● **TASK DIRECTIONS**: Where in the data below does the word "NotificationPage" appear? Copy every line that has it.
(RECORDED INFORMATION begins)
//! pr-monitor - keeps a list of pull requests waiting on your review
//!
//! GitHub notifications drive targeted updates; periodic sweeps of the
//! configured repositories act as a safety net (or as the only mechanism when
//! the token cannot read notifications). Results live in a local SQLite store
//! so the list is available instantly at startup.

pub mod cache;
pub mod context;
pub mod error;
pub mod github;
pub mod monitor;
pub mod recheck;
pub mod refresh;
pub mod review;
pub mod scheduler;
pub mod store;

pub use error::{MonitorError, Result};
//! Fixed-interval full sweeps.

use std::sync::Arc;
use std::time::Duration;

use async_trait::async_trait;
use log::info;
use tokio::time::MissedTickBehavior;

use crate::context::MonitorContext;
use crate::refresh::{SweepReport, refresh_repos};
use crate::scheduler::{OperatingMode, SchedulingStrategy, TaskSet};

pub const DEFAULT_FULL_REFRESH_INTERVAL: Duration = Duration::from_secs(30 * 60);

/// Sweep every tracked repository each `interval`, optionally once first.
pub(crate) async fn full_refresh_loop(ctx: Arc<MonitorContext>, interval: Duration, sweep_first: bool) {
    if sweep_first {
        refresh_repos(&ctx, ctx.tracking.repos()).await;
    }

    let mut ticker = tokio::time::interval_at(tokio::time::Instant::now() + interval, interval);
    ticker.set_missed_tick_behavior(MissedTickBehavior::Delay);
    loop {
        ticker.tick().await;
        info!("Full refresh of {} repos", ctx.tracking.repos().len());
        refresh_repos(&ctx, ctx.tracking.repos()).await;
    }
}

/// Strategy: every repository on one fixed interval.
pub struct FlatInterval {
    ctx: Arc<MonitorContext>,
    interval: Duration,
    tasks: TaskSet,
}

impl FlatInterval {
    pub fn new(ctx: Arc<MonitorContext>, interval: Duration) -> Self {
        Self {
            ctx,
            interval,
            tasks: TaskSet::default(),
        }
    }

    pub fn interval(&self) -> Duration {
        self.interval
    }
}

#[async_trait]
impl SchedulingStrategy for FlatInterval {
    fn mode(&self) -> OperatingMode {
        OperatingMode::FlatInterval
    }

    fn start(&self) {
        if self.tasks.is_running() {
            return;
        }
        info!("Starting flat polling every {:?}", self.interval);
        self.tasks.spawn(full_refresh_loop(self.ctx.clone(), self.interval, true));
    }

    fn stop(&self) {
        self.tasks.abort_all();
    }

    fn is_running(&self) -> bool {
        self.tasks.is_running()
    }

    async fn force_refresh(&self) -> SweepReport {
        refresh_repos(&self.ctx, self.ctx.tracking.repos()).await
    }
}

#[cfg(test)]
mod tests {
    use super::*;
    use crate::context::Tracking;
    use crate::github::mock::pull_request;
    use crate::github::{ClientPool, MockCall, MockGitHub};
    use crate::store::PrStore;
    use tempfile::TempDir;

    fn create_context(mock: Arc<MockGitHub>) -> (Arc<MonitorContext>, TempDir) {
        let temp = TempDir::new().unwrap();
        let store = Arc::new(PrStore::open(temp.path()).unwrap());
        let tracking = Tracking::new(vec!["acme/a".to_string()], &["dev".to_string()], 3);
        let ctx = MonitorContext::new(store, ClientPool::with_default(mock), tracking);
        (Arc::new(ctx), temp)
    }

    #[tokio::test]
    async fn test_start_sweeps_immediately_and_repeats() {
        let mock = Arc::new(MockGitHub::new());
        mock.add_pull("acme/a", pull_request(1, "dev"));
        let (ctx, _temp) = create_context(mock.clone());

        let strategy = FlatInterval::new(ctx.clone(), Duration::from_millis(50));
        strategy.start();
        strategy.start();
        assert!(strategy.is_running());

        tokio::time::sleep(Duration::from_millis(180)).await;
        strategy.stop();

        let sweeps = mock.count_calls(|c| matches!(c, MockCall::ListOpenPulls(_)));
        assert!(sweeps >= 2, "expected repeated sweeps, got {}", sweeps);
        assert_eq!(ctx.cache.len(), 1);
    }

    #[tokio::test]
    async fn test_stop_halts_polling() {
        let mock = Arc::new(MockGitHub::new());
        let (ctx, _temp) = create_context(mock.clone());

        let strategy = FlatInterval::new(ctx, Duration::from_millis(20));
        strategy.start();
        tokio::time::sleep(Duration::from_millis(50)).await;
        strategy.stop();
        tokio::time::sleep(Duration::from_millis(10)).await;

        let after_stop = mock.count_calls(|c| matches!(c, MockCall::ListOpenPulls(_)));
        tokio::time::sleep(Duration::from_millis(80)).await;
        assert_eq!(mock.count_calls(|c| matches!(c, MockCall::ListOpenPulls(_))), after_stop);
        assert!(!strategy.is_running());
    }

    #[tokio::test]
    async fn test_force_refresh_sweeps_all() {
        let mock = Arc::new(MockGitHub::new());
        mock.add_pull("acme/a", pull_request(4, "dev"));
        let (ctx, _temp) = create_context(mock);

        let strategy = FlatInterval::new(ctx, DEFAULT_FULL_REFRESH_INTERVAL);
        let report = strategy.force_refresh().await;
        assert_eq!(report.refreshed, vec!["acme/a"]);
        assert_eq!(report.needing_attention, 1);
    }
}
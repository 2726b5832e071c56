//! Error types for pr-monitor
//!
//! Centralized error handling using thiserror.

use thiserror::Error;

/// All error types that can occur in the monitor core
#[derive(Debug, Error)]
pub enum MonitorError {
    /// GitHub answered with a non-success status
    #[error("GitHub API error ({status}): {message}")]
    Api { status: u16, message: String },

    /// Transport-level failure talking to GitHub
    #[error("HTTP error: {0}")]
    Http(#[from] reqwest::Error),

    /// SQLite failure
    #[error("Database error: {0}")]
    Database(#[from] rusqlite::Error),

    /// Storage failure that is not a SQLite error (poisoned lock, bad row)
    #[error("Storage error: {0}")]
    Storage(String),

    /// Notification subject URL without a trailing PR number
    #[error("Invalid subject URL: {0}")]
    InvalidSubjectUrl(String),

    /// A `owner/repo#N` key that does not parse
    #[error("Invalid PR key: {0}")]
    InvalidPrKey(String),

    /// A repository name that is not `owner/name`
    #[error("Invalid repository: {0}")]
    InvalidRepo(String),

    /// No credential covers the requested organization
    #[error("No GitHub client for: {0}")]
    NoClient(String),

    /// IO error
    #[error("IO error: {0}")]
    Io(#[from] std::io::Error),

    /// JSON serialization/deserialization error
    #[error("JSON error: {0}")]
    Json(#[from] serde_json::Error),
}

impl MonitorError {
    /// True for 401/403 responses: the token lacks a scope or is invalid.
    pub fn is_auth_failure(&self) -> bool {
        matches!(self, MonitorError::Api { status: 401 | 403, .. })
    }
}

/// Result type alias for monitor operations
pub type Result<T> = std::result::Result<T, MonitorError>;

#[cfg(test)]
mod tests {
    use super::*;

    #[test]
    fn test_api_error_display() {
        let err = MonitorError::Api {
            status: 404,
            message: "Not Found".to_string(),
        };
        assert_eq!(err.to_string(), "GitHub API error (404): Not Found");
    }

    #[test]
    fn test_auth_failure_detection() {
        let forbidden = MonitorError::Api {
            status: 403,
            message: "missing notifications scope".to_string(),
        };
        let unauthorized = MonitorError::Api {
            status: 401,
            message: "bad credentials".to_string(),
        };
        let server = MonitorError::Api {
            status: 502,
            message: "bad gateway".to_string(),
        };

        assert!(forbidden.is_auth_failure());
        assert!(unauthorized.is_auth_failure());
        assert!(!server.is_auth_failure());
        assert!(!MonitorError::Storage("locked".to_string()).is_auth_failure());
    }

    #[test]
    fn test_invalid_pr_key_error() {
        let err = MonitorError::InvalidPrKey("acme/widgets".to_string());
        assert_eq!(err.to_string(), "Invalid PR key: acme/widgets");
    }

    #[test]
    fn test_io_error_conversion() {
        let io_err = std::io::Error::new(std::io::ErrorKind::NotFound, "file not found");
        let err: MonitorError = io_err.into();
        assert!(matches!(err, MonitorError::Io(_)));
        assert!(err.to_string().contains("file not found"));
    }

    #[test]
    fn test_json_error_conversion() {
        let json_err = serde_json::from_str::<serde_json::Value>("invalid").unwrap_err();
        let err: MonitorError = json_err.into();
        assert!(matches!(err, MonitorError::Json(_)));
    }
}
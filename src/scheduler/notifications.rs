//! Notification-driven updates.
//!
//! The poller issues a conditional `GET /notifications` each tick, carrying
//! the last `Last-Modified` as `If-Modified-Since`. A 304 costs nothing and
//! changes nothing. A modified response updates the stored cursor and the
//! server-suggested interval, then every notification is turned into a
//! targeted PR re-evaluation and its thread is marked read.

use std::sync::{Arc, Mutex};
use std::time::Duration;

use async_trait::async_trait;
use chrono::Utc;
use log::{debug, info, warn};

use crate::context::MonitorContext;
use crate::error::Result;
use crate::github::{GitHubApi, Notification, NotificationPage, NotificationQuery};
use crate::refresh::{SweepReport, evaluate_pull, refresh_repos};
use crate::scheduler::flat::full_refresh_loop;
use crate::scheduler::{OperatingMode, SchedulingStrategy, TaskSet};
use crate::store::{PrKey, state_keys};

/// Poll interval used until the server suggests one.
pub const DEFAULT_POLL_INTERVAL: Duration = Duration::from_secs(60);

const PAGE_SIZE: u32 = 50;

/// Result of one conditional poll.
#[derive(Debug, Clone, Copy, PartialEq, Eq)]
pub enum PollOutcome {
    /// 304: nothing read, nothing written
    NotModified,
    Processed {
        notifications: usize,
        /// Some PR record was written or removed
        updated: bool,
    },
}

/// Minimal notification request to find out whether the token may read
/// notifications. Persists a server-suggested poll interval on success.
pub async fn probe_notifications(ctx: &MonitorContext) -> Result<()> {
    let client = ctx.notification_client()?;
    let query = NotificationQuery {
        per_page: 1,
        ..Default::default()
    };

    if let NotificationPage::Modified(batch) = client.list_notifications(&query).await? {
        if let Some(interval) = batch.poll_interval {
            store_poll_interval(ctx, interval);
        }
    }
    Ok(())
}

/// Mark every pre-existing notification read, at most once ever.
///
/// Returns whether the cleanup ran. A listing failure leaves the flag unset
/// so the next start retries; a failed mark-all is logged and still counts.
pub async fn initial_cleanup(ctx: &MonitorContext) -> Result<bool> {
    if ctx.store.state_flag(state_keys::INITIAL_CLEANUP_DONE)? {
        return Ok(false);
    }

    let client = ctx.notification_client()?;
    info!("Running initial notification cleanup");

    let mut all = Vec::new();
    let mut page = None;
    loop {
        let query = NotificationQuery {
            all: true,
            page,
            per_page: PAGE_SIZE,
            ..Default::default()
        };
        match client.list_notifications(&query).await? {
            NotificationPage::NotModified => break,
            NotificationPage::Modified(batch) => {
                all.extend(batch.notifications);
                match batch.next_page {
                    Some(next) if page.is_none_or(|current| next > current) => page = Some(next),
                    _ => break,
                }
            }
        }
    }

    let pr_count = all
        .iter()
        .filter(|n| n.is_pull_request() && ctx.tracking.is_tracked_repo(n.repo()))
        .count();
    info!(
        "Found {} notifications, {} for pull requests in tracked repos",
        all.len(),
        pr_count
    );

    match client.mark_all_notifications_read(Utc::now()).await {
        Ok(()) => info!("Marked all notifications as read"),
        Err(e) => warn!("Failed to mark all notifications as read: {}", e),
    }

    ctx.store.set_state(state_keys::INITIAL_CLEANUP_DONE, "true")?;
    Ok(true)
}

fn store_poll_interval(ctx: &MonitorContext, interval: Duration) {
    let secs = interval.as_secs().to_string();
    if let Err(e) = ctx.store.set_state(state_keys::NOTIFICATIONS_POLL_INTERVAL, &secs) {
        warn!("Failed to store notification poll interval: {}", e);
    }
}

/// Conditional notification poller.
pub struct NotificationPoller {
    ctx: Arc<MonitorContext>,
    interval: Mutex<Duration>,
}

impl NotificationPoller {
    /// Starts from the stored server-suggested interval, else the default.
    pub fn new(ctx: Arc<MonitorContext>) -> Self {
        let interval = match ctx.store.get_state(state_keys::NOTIFICATIONS_POLL_INTERVAL) {
            Ok(Some(secs)) => secs
                .parse::<u64>()
                .ok()
                .filter(|s| *s > 0)
                .map(Duration::from_secs)
                .unwrap_or(DEFAULT_POLL_INTERVAL),
            Ok(None) => DEFAULT_POLL_INTERVAL,
            Err(e) => {
                warn!("Failed to read notification poll interval: {}", e);
                DEFAULT_POLL_INTERVAL
            }
        };

        Self {
            ctx,
            interval: Mutex::new(interval),
        }
    }

    /// Override the tick interval (tests, config).
    pub fn with_interval(self, interval: Duration) -> Self {
        self.set_interval(interval);
        self
    }

    pub fn interval(&self) -> Duration {
        *self.interval.lock().unwrap_or_else(|e| e.into_inner())
    }

    fn set_interval(&self, interval: Duration) {
        *self.interval.lock().unwrap_or_else(|e| e.into_inner()) = interval;
    }

    /// One conditional request, plus processing if anything changed.
    pub async fn poll_once(&self) -> Result<PollOutcome> {
        let ctx = &self.ctx;
        let client = ctx.notification_client()?;
        let last_modified = ctx.store.get_state(state_keys::NOTIFICATIONS_LAST_MODIFIED)?;

        let batch = match client
            .list_notifications(&NotificationQuery::conditional(last_modified))
            .await?
        {
            NotificationPage::NotModified => return Ok(PollOutcome::NotModified),
            NotificationPage::Modified(batch) => batch,
        };

        if let Some(last_modified) = &batch.last_modified {
            if let Err(e) = ctx.store.set_state(state_keys::NOTIFICATIONS_LAST_MODIFIED, last_modified) {
                warn!("Failed to store notification Last-Modified: {}", e);
            }
        }

        if let Some(interval) = batch.poll_interval {
            store_poll_interval(ctx, interval);
            if interval != self.interval() {
                info!("Notification poll interval is now {:?}", interval);
                self.set_interval(interval);
            }
        }

        let mut notifications = batch.notifications;
        if let Some(next) = batch.next_page {
            notifications.extend(fetch_remaining_pages(client.as_ref(), next).await);
        }

        let count = notifications.len();
        let updated = process_notifications(ctx, client.as_ref(), &notifications).await;
        Ok(PollOutcome::Processed {
            notifications: count,
            updated,
        })
    }

    /// Cleanup, an immediate full sweep, then poll forever.
    pub async fn run(self: Arc<Self>) {
        match initial_cleanup(&self.ctx).await {
            Ok(true) => {}
            Ok(false) => debug!("Initial notification cleanup already done"),
            Err(e) => warn!("Initial notification cleanup failed: {}", e),
        }

        refresh_repos(&self.ctx, self.ctx.tracking.repos()).await;

        loop {
            tokio::time::sleep(self.interval()).await;
            match self.poll_once().await {
                Ok(PollOutcome::NotModified) => debug!("Notifications not modified"),
                Ok(PollOutcome::Processed { notifications, updated }) => {
                    debug!("Processed {} notifications (updated: {})", notifications, updated)
                }
                Err(e) => warn!("Notification poll failed: {}", e),
            }
        }
    }
}

/// Unconditional pages after the first. A failure keeps what was fetched.
async fn fetch_remaining_pages(client: &dyn GitHubApi, start: u32) -> Vec<Notification> {
    let mut all = Vec::new();
    let mut page = start;

    loop {
        match client.list_notifications(&NotificationQuery::page(page)).await {
            Ok(NotificationPage::Modified(batch)) => {
                all.extend(batch.notifications);
                match batch.next_page {
                    Some(next) if next > page => page = next,
                    _ => break,
                }
            }
            Ok(NotificationPage::NotModified) => break,
            Err(e) => {
                warn!("Failed to fetch notification page {}: {}", page, e);
                break;
            }
        }
    }

    all
}

/// Apply each notification to the store and mark its thread read.
///
/// Returns whether any PR record changed; the cache is reloaded if so.
pub async fn process_notifications(
    ctx: &MonitorContext,
    client: &dyn GitHubApi,
    notifications: &[Notification],
) -> bool {
    let mut updated = false;

    for notification in notifications {
        if process_notification(ctx, notification).await {
            updated = true;
        }

        if let Err(e) = client.mark_thread_read(&notification.id).await {
            warn!("Failed to mark thread {} as read: {}", notification.id, e);
        }
    }

    if updated {
        ctx.reload_cache();
    }
    updated
}

/// Returns whether the store was written.
async fn process_notification(ctx: &MonitorContext, notification: &Notification) -> bool {
    let repo = notification.repo();
    if !notification.is_pull_request() || !ctx.tracking.is_tracked_repo(repo) {
        return false;
    }

    let number = match notification.pr_number() {
        Ok(number) => number,
        Err(e) => {
            warn!("Skipping notification {}: {}", notification.id, e);
            return false;
        }
    };
    let key = PrKey::new(repo, number);

    match ctx.store.is_ignored(&key) {
        Ok(true) => return false,
        Ok(false) => {}
        Err(e) => warn!("Failed to read ignore flag for {}: {}", key, e),
    }

    let client = match ctx.client_for_repo(repo) {
        Ok(client) => client,
        Err(e) => {
            warn!("Skipping {}: {}", key, e);
            return false;
        }
    };

    let pr = match client.get_pull(repo, number).await {
        Ok(pr) => pr,
        Err(e) => {
            warn!("Failed to fetch {}: {}", key, e);
            return false;
        }
    };

    let muted = ctx.store.is_muted(&key).unwrap_or_else(|e| {
        warn!("Failed to read mute flag for {}: {}", key, e);
        false
    });
    if muted {
        let rerequested = ctx
            .tracking
            .user()
            .is_some_and(|login| pr.review_requested_from(login));
        if !rerequested {
            return false;
        }
        info!("Un-muting {}: review re-requested", key);
        if let Err(e) = ctx.store.set_muted(&key, false) {
            warn!("Failed to un-mute {}: {}", key, e);
            return false;
        }
    }

    match evaluate_pull(ctx, client.as_ref(), repo, &pr).await {
        Ok(outcome) => {
            debug!("{} -> {:?}", key, outcome);
            true
        }
        Err(e) => {
            warn!("Failed to store {}: {}", key, e);
            // the un-mute above was still written
            muted
        }
    }
}

/// Strategy: notification poller plus a flat full-refresh safety net.
pub struct NotificationDriven {
    ctx: Arc<MonitorContext>,
    poller: Arc<NotificationPoller>,
    full_refresh_interval: Duration,
    tasks: TaskSet,
}

impl NotificationDriven {
    pub fn new(ctx: Arc<MonitorContext>, full_refresh_interval: Duration) -> Self {
        let poller = Arc::new(NotificationPoller::new(ctx.clone()));
        Self::with_poller(ctx, poller, full_refresh_interval)
    }

    pub fn with_poller(ctx: Arc<MonitorContext>, poller: Arc<NotificationPoller>, full_refresh_interval: Duration) -> Self {
        Self {
            ctx,
            poller,
            full_refresh_interval,
            tasks: TaskSet::default(),
        }
    }

    pub fn poller(&self) -> &Arc<NotificationPoller> {
        &self.poller
    }
}

#[async_trait]
impl SchedulingStrategy for NotificationDriven {
    fn mode(&self) -> OperatingMode {
        OperatingMode::NotificationDriven
    }

    fn start(&self) {
        if self.tasks.is_running() {
            return;
        }
        info!(
            "Starting notification polling every {:?} with full refresh every {:?}",
            self.poller.interval(),
            self.full_refresh_interval
        );
        self.tasks.spawn(self.poller.clone().run());
        self.tasks
            .spawn(full_refresh_loop(self.ctx.clone(), self.full_refresh_interval, false));
    }

    fn stop(&self) {
        self.tasks.abort_all();
    }

    fn is_running(&self) -> bool {
        self.tasks.is_running()
    }

    async fn force_refresh(&self) -> SweepReport {
        refresh_repos(&self.ctx, self.ctx.tracking.repos()).await
    }
}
(RECORDED INFORMATION ends)
● **EXPECTED OUTPUT**:
use crate::github::{GitHubApi, Notification, NotificationPage, NotificationQuery};
    if let NotificationPage::Modified(batch) = client.list_notifications(&query).await? {
            NotificationPage::NotModified => break,
            NotificationPage::Modified(batch) => {
            NotificationPage::NotModified => return Ok(PollOutcome::NotModified),
            NotificationPage::Modified(batch) => batch,
            Ok(NotificationPage::Modified(batch)) => {
            Ok(NotificationPage::NotModified) => break,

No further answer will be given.